PI(4,5)P₂ and PI(3,4,5)P₃ differentially regulate NHE1-dependent cell survival. LLC-PK1 cells (A), as well as wild-type (B, D, and E) and NHE1-null mouse proximal tubule cell lines (C, F, and G) were cultured on permeable supports. LLC-PK1 cells underwent PI(4,5)P₂ or PI(3,4,5)P₃ sequestration by overexpressing GFP-tagged PLCδ-PH or Akt-PH peptide constructs, respectively (A), or preincubation with PI 3-kinase inhibitor LY-294002, Akt inhibitor Akt VIII, or NHE1 inhibitor EIPA (B and C). Mouse PTC were loaded with PI(4,5)P₂ or PI(3,4,5)P₃ vesicles (D–G).

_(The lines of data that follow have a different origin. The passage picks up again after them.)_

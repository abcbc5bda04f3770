//! Tabular text parser for the localization table.
//!
//! The format is a deliberately small CSV dialect:
//!
//! - Lines are split on any run of `\r` / `\n`; empty lines are dropped.
//!   Quoted cells therefore cannot span lines.
//! - The first line is the header row.
//! - `,` separates cells unless inside a `"` span. Every `"` toggles the span
//!   and is itself dropped; there is no escaped-quote syntax. An unterminated
//!   span runs to the end of the line.
//! - Each cell is trimmed.
//! - A short row is padded with empty cells; cells past the header count are
//!   dropped.

use std::sync::Arc;

/// One data row, addressable by header name.
#[derive(Debug, Clone, PartialEq, Eq)]
pub struct Record {
    headers: Arc<[String]>,
    values: Vec<String>,
}

impl Record {
    /// Cell value for `header`, or `None` if the table has no such column.
    ///
    /// When a header name is repeated, the rightmost column wins.
    pub fn get(&self, header: &str) -> Option<&str> {
        self.headers
            .iter()
            .rposition(|h| h == header)
            .map(|idx| self.values[idx].as_str())
    }

    /// Cell value by column position.
    pub fn get_index(&self, idx: usize) -> Option<&str> {
        self.values.get(idx).map(String::as_str)
    }

    pub fn contains(&self, header: &str) -> bool {
        self.headers.iter().any(|h| h == header)
    }

    pub fn headers(&self) -> &[String] {
        &self.headers
    }

    /// `(header, value)` pairs in header order.
    pub fn iter(&self) -> impl Iterator<Item = (&str, &str)> {
        self.headers
            .iter()
            .map(String::as_str)
            .zip(self.values.iter().map(String::as_str))
    }
}

/// A parsed table: header row plus data rows in source order.
#[derive(Debug, Clone, Default, PartialEq, Eq)]
pub struct CsvTable {
    headers: Vec<String>,
    records: Vec<Record>,
}

impl CsvTable {
    pub fn headers(&self) -> &[String] {
        &self.headers
    }

    pub fn records(&self) -> &[Record] {
        &self.records
    }

    pub fn into_records(self) -> Vec<Record> {
        self.records
    }

    pub fn len(&self) -> usize {
        self.records.len()
    }

    pub fn is_empty(&self) -> bool {
        self.records.is_empty()
    }
}

impl<'a> IntoIterator for &'a CsvTable {
    type Item = &'a Record;
    type IntoIter = std::slice::Iter<'a, Record>;

    fn into_iter(self) -> Self::IntoIter {
        self.records.iter()
    }
}

/// Parse delimited text into a header row and data records.
///
/// Never fails: malformed input degrades to fewer or emptier cells.
pub fn parse(text: &str) -> CsvTable {
    let mut lines = text
        .split(|c: char| c == '\r' || c == '\n')
        .filter(|line| !line.is_empty());

    let Some(header_line) = lines.next() else {
        return CsvTable::default();
    };

    let headers: Vec<String> = split_line(header_line);
    let shared: Arc<[String]> = headers.clone().into();

    let records = lines
        .map(|line| {
            let mut values = split_line(line);
            values.resize(shared.len(), String::new());
            Record {
                headers: Arc::clone(&shared),
                values,
            }
        })
        .collect();

    CsvTable { headers, records }
}

/// Split one physical line into trimmed cells.
pub fn split_line(line: &str) -> Vec<String> {
    let mut fields = Vec::new();
    let mut current = String::new();
    let mut in_quotes = false;

    for c in line.chars() {
        match c {
            '"' => in_quotes = !in_quotes,
            ',' if !in_quotes => {
                fields.push(current.trim().to_string());
                current.clear();
            }
            _ => current.push(c),
        }
    }
    fields.push(current.trim().to_string());

    fields
}

#[cfg(test)]
mod tests {
    use super::*;

    // ==================== split_line Tests ====================

    #[test]
    fn test_split_line_plain() {
        assert_eq!(split_line("a,b,c"), vec!["a", "b", "c"]);
    }

    #[test]
    fn test_split_line_quoted_comma() {
        assert_eq!(split_line(r#"a,"b,c",d"#), vec!["a", "b,c", "d"]);
    }

    #[test]
    fn test_split_line_trims_cells() {
        assert_eq!(split_line("  a , b ,c  "), vec!["a", "b", "c"]);
    }

    #[test]
    fn test_split_line_trailing_comma_yields_empty_cell() {
        assert_eq!(split_line("a,b,"), vec!["a", "b", ""]);
    }

    #[test]
    fn test_split_line_unterminated_quote_runs_to_end() {
        assert_eq!(split_line(r#"a,"b,c,d"#), vec!["a", "b,c,d"]);
    }

    #[test]
    fn test_split_line_quotes_are_dropped_mid_cell() {
        assert_eq!(split_line(r#"say "hi",x"#), vec!["say hi", "x"]);
    }

    #[test]
    fn test_split_line_empty() {
        assert_eq!(split_line(""), vec![""]);
    }

    // ==================== parse Tests ====================

    #[test]
    fn test_parse_empty_input() {
        let table = parse("");
        assert!(table.headers().is_empty());
        assert!(table.is_empty());
    }

    #[test]
    fn test_parse_header_only() {
        let table = parse("Key,zh-CN,en-US\n");
        assert_eq!(table.headers(), ["Key", "zh-CN", "en-US"]);
        assert!(table.is_empty());
    }

    #[test]
    fn test_parse_mixed_line_endings_and_blank_lines() {
        let table = parse("K1,K2\r\n\r\na,b\r\rc,d\n\n");
        assert_eq!(table.len(), 2);
        assert_eq!(table.records()[0].get("K1"), Some("a"));
        assert_eq!(table.records()[1].get("K2"), Some("d"));
    }

    #[test]
    fn test_parse_short_row_padded() {
        let table = parse("K1,K2,K3\nv1,v2");
        let row = &table.records()[0];
        assert_eq!(row.get("K1"), Some("v1"));
        assert_eq!(row.get("K2"), Some("v2"));
        assert_eq!(row.get("K3"), Some(""));
    }

    #[test]
    fn test_parse_long_row_truncated() {
        let table = parse("K1,K2\nv1,v2,v3,v4");
        let row = &table.records()[0];
        assert_eq!(row.iter().count(), 2);
        assert_eq!(row.get_index(2), None);
    }

    #[test]
    fn test_parse_quoted_cell_in_row() {
        let table = parse("Key,en-US\nGreeting,\"Hello, world\"");
        assert_eq!(table.records()[0].get("en-US"), Some("Hello, world"));
    }

    #[test]
    fn test_parse_unknown_header() {
        let table = parse("Key\nx");
        assert_eq!(table.records()[0].get("missing"), None);
        assert!(!table.records()[0].contains("missing"));
    }

    #[test]
    fn test_parse_duplicate_header_rightmost_wins() {
        let table = parse("Key,en-US,en-US\nA,first,second");
        assert_eq!(table.records()[0].get("en-US"), Some("second"));
    }

    #[test]
    fn test_parse_is_deterministic() {
        let text = "Key,zh-CN,en-US\nLoginSuccess,登录成功,Login OK\nQuoted,\"a,b\",c";
        assert_eq!(parse(text), parse(text));
    }

    #[test]
    fn test_record_iter_in_header_order() {
        let table = parse("Key,zh-CN,en-US\nA,甲,a");
        let pairs: Vec<_> = table.records()[0].iter().collect();
        assert_eq!(pairs, vec![("Key", "A"), ("zh-CN", "甲"), ("en-US", "a")]);
    }
}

All groups were induced to undergo apoptosis with staurosporine (STS, 1 μm, 5 h, 37 °C). Apoptosis was determined by TUNEL assay (A–D and F) or detection with antibodies that recognize the active, 17 kDa, cleaved caspase-3 by immunoblot analysis (E and G, upper panels). Blots were stripped and re-probed for GAPDH as a loading control (E and G, lower panels). *, p < 0.05 compared with STS alone by analysis of variance on ranks and the Dunnett post hoc analysis in A; *, p < 0.05 compared with all other groups by analysis of variance in B–D.